Padre Gomes
Ao revisitar os meus tempos de criança, uma figura e tanto me vem à lembrança:Padre Gomes.Seus sermões se tornaram inesquecíveis, como também a sua maneira de ser ficou para sempre na memória de todos que conviveram com ele.
Naquela época, era comum a confissão individual.Toda quinta-feira, a igreja matriz destinava um horário na parte da tarde para que a comunidade pudesse se confessar e, assim, com os pecados devidamente perdoados, poder receber a eucaristia no domingo.
Nesse dia, o padre Gomes, juntamente com mais dois outros, que vinham ajudar no atendimento à grande demanda de fiéis,paramentavam-se e se dirigiam aos seus postos.Eu, criança ainda, sempre chegava depois que as filas já estavam formadas.Como tinha pressa em cumprir meu dever religioso para fazer outras coisas mais interessantes, ao deparar com duas filas imensas nas laterais da igreja e uma com duas ou três senhoras (nunca passava disso) na fila do meio, não pensava duas vezes, era nessa que eu entrava.
Na primeira vez que isso ocorreu, fiquei intrigada com a desproporção do tamanho das filas.Pensei com os meus botões: Quem será que está no confessionário do meio pra ser assim tão folgado.Que mordomia!Será que esse padre não quer trabalhar, não? Só depois de me ajoelhar e ouvir-lhe a voz, percebi que era o Padre Gomes.

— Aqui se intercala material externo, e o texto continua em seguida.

#![forbid(unsafe_code)]

//! Recording fakes for the transport traits.

use std::collections::HashSet;
use std::sync::Arc;

use anyhow::anyhow;
use async_trait::async_trait;
use parking_lot::Mutex;
use relay_domain::{ChannelName, MessageTarget};
use relay_platform::{ChatTransport, FeedControl, Shortener};
use url::Url;

use crate::relay::UrlShortener;

#[derive(Debug, Clone, PartialEq, Eq)]
pub enum Sent {
	Join(String),
	Part(String),
	Message { target: String, text: String },
	Quit(String),
}

#[derive(Default)]
pub struct RecordingChat {
	pub sent: Mutex<Vec<Sent>>,
	pub refuse_joins: Mutex<HashSet<String>>,
	pub refuse_parts: Mutex<HashSet<String>>,
}

impl RecordingChat {
	pub fn new() -> Arc<Self> {
		Arc::new(Self::default())
	}

	pub fn refuse_join(&self, channel: &str) {
		self.refuse_joins.lock().insert(channel.to_ascii_lowercase());
	}

	pub fn refuse_part(&self, channel: &str) {
		self.refuse_parts.lock().insert(channel.to_ascii_lowercase());
	}

	pub fn take(&self) -> Vec<Sent> {
		std::mem::take(&mut *self.sent.lock())
	}

	/// `(target, text)` of every message sent so far.
	pub fn messages(&self) -> Vec<(String, String)> {
		self.sent
			.lock()
			.iter()
			.filter_map(|s| match s {
				Sent::Message { target, text } => Some((target.clone(), text.clone())),
				_ => None,
			})
			.collect()
	}
}

#[async_trait]
impl ChatTransport for RecordingChat {
	async fn join(&self, channel: &ChannelName) -> anyhow::Result<()> {
		self.sent.lock().push(Sent::Join(channel.to_string()));
		if self.refuse_joins.lock().contains(&channel.as_str().to_ascii_lowercase()) {
			return Err(anyhow!("join {channel} refused: Cannot join channel (+b)"));
		}
		Ok(())
	}

	async fn part(&self, channel: &ChannelName, _reason: Option<&str>) -> anyhow::Result<()> {
		self.sent.lock().push(Sent::Part(channel.to_string()));
		if self.refuse_parts.lock().contains(&channel.as_str().to_ascii_lowercase()) {
			return Err(anyhow!("part {channel} failed: outgoing queue closed"));
		}
		Ok(())
	}

	async fn send_message(&self, target: &MessageTarget, text: &str) -> anyhow::Result<()> {
		self.sent.lock().push(Sent::Message {
			target: target.to_string(),
			text: text.to_string(),
		});
		Ok(())
	}

	async fn quit(&self, reason: &str) -> anyhow::Result<()> {
		self.sent.lock().push(Sent::Quit(reason.to_string()));
		Ok(())
	}
}

/// Shortener that returns a fixed URL, or fails.
#[derive(Default)]
pub struct StaticShortener {
	pub fail: bool,
	pub calls: Mutex<Vec<String>>,
}

#[async_trait]
impl Shortener for StaticShortener {
	async fn shorten(&self, url: &str) -> anyhow::Result<String> {
		self.calls.lock().push(url.to_string());
		if self.fail {
			return Err(anyhow!("shortener unavailable"));
		}
		Ok(format!("https://short.test/{}", self.calls.lock().len()))
	}
}

pub fn url_shortener(remote: Arc<StaticShortener>) -> UrlShortener {
	UrlShortener::new(
		remote,
		"cloudfront",
		"https://www.wavlake.com/_next/image?url={url}&w=750&q=75",
	)
}

#[derive(Debug, Clone, PartialEq, Eq)]
pub enum FeedCall {
	Connect(String),
	Disconnect,
}

/// Feed control that records calls and shares them with the test.
#[derive(Clone, Default)]
pub struct FakeFeed {
	pub calls: Arc<Mutex<Vec<FeedCall>>>,
	pub fail_connect: Arc<Mutex<bool>>,
	current: Option<Url>,
}

#[async_trait]
impl FeedControl for FakeFeed {
	async fn connect(&mut self, url: &Url) -> anyhow::Result<()> {
		self.disconnect().await;
		self.calls.lock().push(FeedCall::Connect(url.to_string()));
		if *self.fail_connect.lock() {
			return Err(anyhow!("feed unreachable"));
		}
		self.current = Some(url.clone());
		Ok(())
	}

	async fn disconnect(&mut self) {
		self.calls.lock().push(FeedCall::Disconnect);
		self.current = None;
	}

	fn current_url(&self) -> Option<&Url> {
		self.current.as_ref()
	}
}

Dali em diante , continuei me confessando com ele, mas passei a entender o porquê da escassez de pessoas na fila.Afinal, conhecia bem o egrégio pastor.Ele era frequentador de nossa casa,amigo da família e muito querido, apesar do seu gênio um tanto quanto explosivo,que provocava atitudes no mínimo insólitas.Por qualquer dá cá esta palha, ele vinha com um sermão pra deixar qualquer cristão roxo de vergonha.E isso quando quase não tinha uma crise de apoplexia, de raiva mesmo, na hora do xingamento.Nesse momento, ficava vermelho como um tomate maduro, tinha acesso de tosse, mas entre um engasgo e outro, conseguia terminar a sua carraspana.Depois de uns dois copos de água, de um cafezinho servido com algumas quitandas que ele adorava, o padre ficava calminho de novo e passava a falar de outras coisas mais amenas, provocando uma risada geral.
Mas voltando à confissão.O que fazia mesmo as pessoas, principalmente as mulheres (grande maioria dos confessandos), sumirem da fila do padre Gomes, é que ele, com sua voz forte e um temperamento mais forte ainda, à medida que ouvia os pecados, ia alterando a voz, tornando quase pública a delicada situação de quem chegava ao seu confessionário.E como naquela época , apesar da devoção, os pecados eram recorrentes e muitas vezes de ordem "afetiva" ( prefiro o eufemismo), imaginem o pavor das senhoras em relação ao bondoso e discreto padre!
Ainda bem que eu era uma criança naquele tempo.E corajosa como toda criança, de mente limpa e coração tranquilo, lá ia eu bravamente rumo à fila do meio.Fosse hoje em dia, sei não...
Mas o padre era gente fina, da melhor qualidade.